Before the beginning of the FIFA Club World Cup, the football governing body announced that they would be trialling a system which would allow referees in the tournament to use microphones to communicate VAR decisions to fans in the stadium, as well as television audiences watching at home, this aiming to make VAR interventions more understandable for spectators, both in the stadium and via broadcasters.

In this tournament, referees use a stadium-wide intercom to explain VAR decisions over a microphone to fans both at the ground and watching the TV broadcast. Fans can’t hear the conversation between on-field official and VAR officials, but they have an explanation of the decisions if the official opts to do so.

At its Annual Business Meeting held at Wembley Stadium in London on 18 January 2023, The IFAB followed up on the recommendations made by its Football and Technical Advisory Panels in October 2022. It agreed that referees’ live communication of video assistant referee (VAR) related decisions to the public – both in the stadium and via broadcasters – would be trialled for 12 months in international competition and that it would initially be rolled out at the FIFA Club World Cup.

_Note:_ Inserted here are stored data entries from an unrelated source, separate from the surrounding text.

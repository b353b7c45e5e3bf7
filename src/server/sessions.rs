//! Session table: up to `MAX_SESSIONS` two-seat games, addressed by id.

use std::fmt;

use serde::Serialize;

use crate::arena::Handle;
use crate::config::PACKET_ARG1_SIZE;
use crate::protocol::JoinTarget;
use crate::PlayerNumber;

pub type PlayerId = Handle;
pub type SessionId = usize;

/// Listing text when the table has no slots at all.
pub const NO_SESSIONS: &str = "No sessions available. New sessions will be created automatically.\n";

/// Lifecycle of a session.
#[derive(Debug, Clone, Copy, PartialEq, Eq)]
pub enum Phase {
    /// Waiting for a second player.
    Forming,
    /// Both seated, fleets being placed.
    Placement,
    /// Shots being exchanged.
    Active,
    /// A fleet was sunk.
    Over,
}

#[derive(Debug, Clone)]
pub struct Session {
    id: SessionId,
    seats: [Option<PlayerId>; 2],
    pub phase: Phase,
    pub turn: PlayerNumber,
}

impl Session {
    fn new(id: SessionId) -> Self {
        Session {
            id,
            seats: [None, None],
            phase: Phase::Forming,
            turn: PlayerNumber::One,
        }
    }

    pub fn id(&self) -> SessionId {
        self.id
    }

    pub fn occupant(&self, number: PlayerNumber) -> Option<PlayerId> {
        self.seats[number.slot()]
    }

    pub fn occupants(&self) -> impl Iterator<Item = (PlayerNumber, PlayerId)> + '_ {
        [PlayerNumber::One, PlayerNumber::Two]
            .into_iter()
            .filter_map(move |n| self.occupant(n).map(|p| (n, p)))
    }

    pub fn occupancy(&self) -> usize {
        self.seats.iter().flatten().count()
    }

    pub fn is_full(&self) -> bool {
        self.occupancy() == 2
    }

    pub fn number_of(&self, player: PlayerId) -> Option<PlayerNumber> {
        self.occupants().find(|&(_, p)| p == player).map(|(n, _)| n)
    }

    fn seat(&mut self, player: PlayerId) -> Option<PlayerNumber> {
        let slot = self.seats.iter().position(Option::is_none)?;
        self.seats[slot] = Some(player);
        Some(if slot == 0 { PlayerNumber::One } else { PlayerNumber::Two })
    }
}

#[derive(Debug, Clone, Copy, PartialEq, Eq)]
pub enum JoinError {
    /// Explicit id outside `0..capacity`.
    OutOfRange,
    /// The requested session already has two players.
    Full,
    /// Auto join found no session with room.
    NoCapacity,
}

impl fmt::Display for JoinError {
    fn fmt(&self, f: &mut fmt::Formatter<'_>) -> fmt::Result {
        match self {
            JoinError::OutOfRange => write!(f, "Invalid session number"),
            JoinError::Full | JoinError::NoCapacity => write!(f, "Session is full or unavailable"),
        }
    }
}

impl std::error::Error for JoinError {}

/// What a release left behind.
#[derive(Debug, Clone, Copy, PartialEq, Eq)]
pub struct Released {
    pub opponent: Option<PlayerId>,
    pub freed: bool,
}

/// Snapshot of one session for listings.
#[derive(Debug, Clone, PartialEq, Eq, Serialize)]
pub struct SessionSummary {
    pub id: SessionId,
    pub players: [Option<String>; 2],
}

impl SessionSummary {
    pub fn occupancy(&self) -> usize {
        self.players.iter().flatten().count()
    }
}

impl fmt::Display for SessionSummary {
    fn fmt(&self, f: &mut fmt::Formatter<'_>) -> fmt::Result {
        if self.occupancy() == 0 {
            return write!(f, "Session {}: EMPTY (0/2 players)", self.id);
        }
        let name = |i: usize| self.players[i].as_deref().unwrap_or("Waiting...");
        write!(
            f,
            "Session {}: {} vs {} ({}/2 players)",
            self.id,
            name(0),
            name(1),
            self.occupancy()
        )
    }
}

pub struct SessionTable {
    sessions: Vec<Option<Session>>,
}

impl SessionTable {
    pub fn new(capacity: usize) -> Self {
        SessionTable {
            sessions: (0..capacity).map(|_| None).collect(),
        }
    }

    pub fn capacity(&self) -> usize {
        self.sessions.len()
    }

    pub fn get(&self, id: SessionId) -> Option<&Session> {
        self.sessions.get(id)?.as_ref()
    }

    pub fn get_mut(&mut self, id: SessionId) -> Option<&mut Session> {
        self.sessions.get_mut(id)?.as_mut()
    }

    /// Seat `player`, allocating the session on first use. With
    /// [`JoinTarget::Auto`] the first session, in id order, that is
    /// unallocated or has exactly one occupant is chosen.
    pub fn assign(&mut self, player: PlayerId, target: JoinTarget) -> Result<(SessionId, PlayerNumber), JoinError> {
        let id = match target {
            JoinTarget::Auto => self
                .sessions
                .iter()
                .position(|s| s.as_ref().map_or(true, |s| s.occupancy() == 1 && s.phase == Phase::Forming))
                .ok_or(JoinError::NoCapacity)?,
            JoinTarget::Id(id) => {
                if id < 0 || id as usize >= self.sessions.len() {
                    return Err(JoinError::OutOfRange);
                }
                id as usize
            }
        };
        let session = self.sessions[id].get_or_insert_with(|| Session::new(id));
        if session.phase != Phase::Forming {
            return Err(JoinError::Full);
        }
        let number = session.seat(player).ok_or(JoinError::Full)?;
        Ok((id, number))
    }

    /// Remove `player` from session `id`. A session left with no occupants
    /// is freed and its id becomes available again.
    pub fn release(&mut self, id: SessionId, player: PlayerId) -> Released {
        let Some(session) = self.get_mut(id) else {
            return Released {
                opponent: None,
                freed: false,
            };
        };
        for seat in session.seats.iter_mut() {
            if *seat == Some(player) {
                *seat = None;
            }
        }
        let opponent = session.seats.iter().flatten().next().copied();
        let freed = opponent.is_none();
        if freed {
            self.sessions[id] = None;
        }
        Released { opponent, freed }
    }

    pub fn summaries<'a>(&self, name_of: impl Fn(PlayerId) -> Option<&'a str>) -> Vec<SessionSummary> {
        (0..self.sessions.len())
            .map(|id| {
                let players = match self.get(id) {
                    Some(s) => [
                        s.occupant(PlayerNumber::One).and_then(&name_of).map(str::to_string),
                        s.occupant(PlayerNumber::Two).and_then(&name_of).map(str::to_string),
                    ],
                    None => [None, None],
                };
                SessionSummary { id, players }
            })
            .collect()
    }
}

/// Session listing as sent in `SESSION_LIST`: occupied sessions first, then
/// free slots. Lines that would overflow a packet field are left out.
pub fn format_session_list(summaries: &[SessionSummary]) -> String {
    let (occupied, free): (Vec<_>, Vec<_>) = summaries.iter().partition(|s| s.occupancy() > 0);
    let mut out = String::new();
    for summary in occupied.into_iter().chain(free) {
        let line = format!("{}\n", summary);
        if out.len() + line.len() < PACKET_ARG1_SIZE {
            out.push_str(&line);
        }
    }
    if out.is_empty() {
        out.push_str(NO_SESSIONS);
    }
    out
}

🔜 The trial will continue to the final in Rabat on 11 February, with ongoing discussions regarding a further test at the FIFA U-20 World Cup in Indonesia later this year. Dependent on the outcome of these trials, utilisation at the FIFA Women’s World Cup Australia & New Zealand 2023 in July and August has not been ruled out. 

In the past, FIFA has tested technology such as vanishing spray (2013), VAR (2016), and semi-automated offside (2021) at the Club World Cup, as it’s the perfect combination of high-profile visibility with just enough matches to make it a meaningful experiment.

🎙 Pierluigi Collina, FIFA Referees Committee Chairman, stated: “We decided to have this trial because we received some requests to make the decision taken by the referee after a VAR intervention more understandable for all the football stakeholders, namely the spectators at the stadium, or in front of the television.”

The trial is something that global football fans will certainly consider an innovation. However, in some other sports, using such technology to inform fans of decisions by match officials is more common. These explanations have become integral to video replay, providing clarity, context, and rule explanations on replay decisions instead of leaving fans and broadcasters to speculate on what happened.

✅ The first instance of a referee sharing his decision on the mic for the stadium crowd’s benefit happened in the first match of the 2023 FIFA World Cup between Al Ahly and Auckland City on February 1. Let’s see if the tests go as planned and see this as part of football from now on.